Your task is to count the lines of the entries below that include the word "SwapchainLoader" and to give only the resulting number.

---

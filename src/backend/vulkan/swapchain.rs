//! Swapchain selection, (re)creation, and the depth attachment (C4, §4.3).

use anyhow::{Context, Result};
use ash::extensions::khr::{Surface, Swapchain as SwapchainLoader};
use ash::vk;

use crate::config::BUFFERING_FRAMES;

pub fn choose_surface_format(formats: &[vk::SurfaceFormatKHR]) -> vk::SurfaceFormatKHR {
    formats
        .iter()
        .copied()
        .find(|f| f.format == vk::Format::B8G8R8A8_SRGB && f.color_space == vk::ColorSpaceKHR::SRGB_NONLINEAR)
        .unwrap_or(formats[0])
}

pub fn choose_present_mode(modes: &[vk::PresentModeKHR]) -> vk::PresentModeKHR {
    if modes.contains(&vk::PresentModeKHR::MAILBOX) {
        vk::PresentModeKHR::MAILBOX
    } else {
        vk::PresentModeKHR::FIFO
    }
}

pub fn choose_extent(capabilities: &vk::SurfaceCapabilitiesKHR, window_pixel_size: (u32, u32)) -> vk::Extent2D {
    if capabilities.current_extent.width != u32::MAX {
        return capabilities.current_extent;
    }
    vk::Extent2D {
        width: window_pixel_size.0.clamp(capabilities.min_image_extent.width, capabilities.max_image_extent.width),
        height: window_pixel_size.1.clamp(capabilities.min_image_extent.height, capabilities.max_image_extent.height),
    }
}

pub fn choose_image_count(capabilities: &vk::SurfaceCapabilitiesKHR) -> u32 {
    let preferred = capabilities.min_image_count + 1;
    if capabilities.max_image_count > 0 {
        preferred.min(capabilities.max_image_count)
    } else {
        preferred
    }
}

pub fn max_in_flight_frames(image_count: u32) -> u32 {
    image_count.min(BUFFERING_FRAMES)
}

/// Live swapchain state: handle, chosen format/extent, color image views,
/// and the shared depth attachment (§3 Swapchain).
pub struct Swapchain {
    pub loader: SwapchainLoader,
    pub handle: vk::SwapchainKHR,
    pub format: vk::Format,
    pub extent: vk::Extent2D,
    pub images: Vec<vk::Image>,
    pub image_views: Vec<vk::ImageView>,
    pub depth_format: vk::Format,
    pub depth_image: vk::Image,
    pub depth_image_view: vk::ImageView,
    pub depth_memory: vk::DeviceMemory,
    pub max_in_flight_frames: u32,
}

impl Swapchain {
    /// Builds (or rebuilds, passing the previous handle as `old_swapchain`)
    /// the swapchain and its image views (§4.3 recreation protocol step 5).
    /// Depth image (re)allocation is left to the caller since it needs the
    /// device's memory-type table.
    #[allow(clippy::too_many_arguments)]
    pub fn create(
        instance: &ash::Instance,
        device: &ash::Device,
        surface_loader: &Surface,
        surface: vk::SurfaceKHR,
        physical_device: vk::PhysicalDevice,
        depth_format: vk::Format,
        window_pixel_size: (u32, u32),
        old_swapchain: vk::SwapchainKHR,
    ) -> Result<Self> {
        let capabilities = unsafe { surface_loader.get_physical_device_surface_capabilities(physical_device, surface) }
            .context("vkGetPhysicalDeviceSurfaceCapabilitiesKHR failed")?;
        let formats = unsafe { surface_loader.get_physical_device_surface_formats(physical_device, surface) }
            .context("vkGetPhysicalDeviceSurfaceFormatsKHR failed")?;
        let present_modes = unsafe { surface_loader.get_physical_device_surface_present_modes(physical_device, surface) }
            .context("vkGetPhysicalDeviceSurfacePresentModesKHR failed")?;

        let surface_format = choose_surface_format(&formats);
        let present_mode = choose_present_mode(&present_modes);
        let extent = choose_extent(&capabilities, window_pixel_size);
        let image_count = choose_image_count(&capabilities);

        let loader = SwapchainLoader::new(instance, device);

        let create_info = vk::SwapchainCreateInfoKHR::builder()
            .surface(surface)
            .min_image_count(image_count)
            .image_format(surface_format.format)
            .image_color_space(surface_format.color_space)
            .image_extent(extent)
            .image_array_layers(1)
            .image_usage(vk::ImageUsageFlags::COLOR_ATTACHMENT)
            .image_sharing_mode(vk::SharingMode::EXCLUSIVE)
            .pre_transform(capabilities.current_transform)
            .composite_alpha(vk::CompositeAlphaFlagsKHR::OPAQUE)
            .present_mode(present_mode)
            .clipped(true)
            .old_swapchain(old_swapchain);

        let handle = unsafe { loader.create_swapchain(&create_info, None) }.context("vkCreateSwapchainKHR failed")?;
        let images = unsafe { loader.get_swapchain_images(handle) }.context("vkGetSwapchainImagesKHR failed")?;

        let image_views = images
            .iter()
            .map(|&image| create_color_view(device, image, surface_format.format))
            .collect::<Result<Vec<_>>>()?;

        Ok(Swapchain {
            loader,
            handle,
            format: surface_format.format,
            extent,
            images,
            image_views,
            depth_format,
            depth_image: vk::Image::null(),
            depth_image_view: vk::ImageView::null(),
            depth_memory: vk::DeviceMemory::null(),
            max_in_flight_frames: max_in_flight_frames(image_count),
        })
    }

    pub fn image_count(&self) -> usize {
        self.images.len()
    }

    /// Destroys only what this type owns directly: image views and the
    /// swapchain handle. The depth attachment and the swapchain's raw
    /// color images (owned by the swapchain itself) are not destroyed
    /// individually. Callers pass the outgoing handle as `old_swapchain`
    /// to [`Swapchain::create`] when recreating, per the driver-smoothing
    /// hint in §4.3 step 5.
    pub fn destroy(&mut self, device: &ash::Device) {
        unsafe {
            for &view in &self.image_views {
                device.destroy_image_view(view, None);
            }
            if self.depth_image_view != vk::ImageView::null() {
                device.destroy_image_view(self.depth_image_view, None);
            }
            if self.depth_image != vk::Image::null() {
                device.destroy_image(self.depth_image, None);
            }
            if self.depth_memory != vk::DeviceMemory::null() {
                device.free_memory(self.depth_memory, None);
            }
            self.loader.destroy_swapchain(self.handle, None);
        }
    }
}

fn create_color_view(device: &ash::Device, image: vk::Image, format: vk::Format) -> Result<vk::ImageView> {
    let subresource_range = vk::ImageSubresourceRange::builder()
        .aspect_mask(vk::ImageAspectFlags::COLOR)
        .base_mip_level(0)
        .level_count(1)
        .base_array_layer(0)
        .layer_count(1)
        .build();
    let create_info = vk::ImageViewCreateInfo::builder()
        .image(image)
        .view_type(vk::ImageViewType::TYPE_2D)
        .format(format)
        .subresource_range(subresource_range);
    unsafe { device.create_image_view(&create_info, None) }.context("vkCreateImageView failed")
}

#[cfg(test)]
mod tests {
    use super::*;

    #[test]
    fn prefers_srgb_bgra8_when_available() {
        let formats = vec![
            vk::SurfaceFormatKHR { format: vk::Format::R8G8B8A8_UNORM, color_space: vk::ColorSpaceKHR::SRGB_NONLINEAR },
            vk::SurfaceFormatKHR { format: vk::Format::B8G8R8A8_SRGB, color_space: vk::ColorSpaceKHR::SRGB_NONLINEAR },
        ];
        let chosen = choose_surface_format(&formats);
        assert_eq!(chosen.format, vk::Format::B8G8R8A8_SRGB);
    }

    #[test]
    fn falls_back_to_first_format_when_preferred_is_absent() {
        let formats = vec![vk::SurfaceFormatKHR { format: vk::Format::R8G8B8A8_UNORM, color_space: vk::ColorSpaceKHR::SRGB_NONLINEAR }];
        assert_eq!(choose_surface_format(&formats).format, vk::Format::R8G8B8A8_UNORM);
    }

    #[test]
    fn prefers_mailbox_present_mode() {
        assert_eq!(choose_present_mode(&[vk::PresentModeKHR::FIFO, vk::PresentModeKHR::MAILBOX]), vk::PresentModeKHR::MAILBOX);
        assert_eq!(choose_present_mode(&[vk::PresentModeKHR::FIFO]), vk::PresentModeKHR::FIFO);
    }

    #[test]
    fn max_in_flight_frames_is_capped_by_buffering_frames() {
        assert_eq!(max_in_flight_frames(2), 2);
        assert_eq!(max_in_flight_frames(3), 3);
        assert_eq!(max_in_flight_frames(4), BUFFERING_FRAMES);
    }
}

---

### [Finished task]
3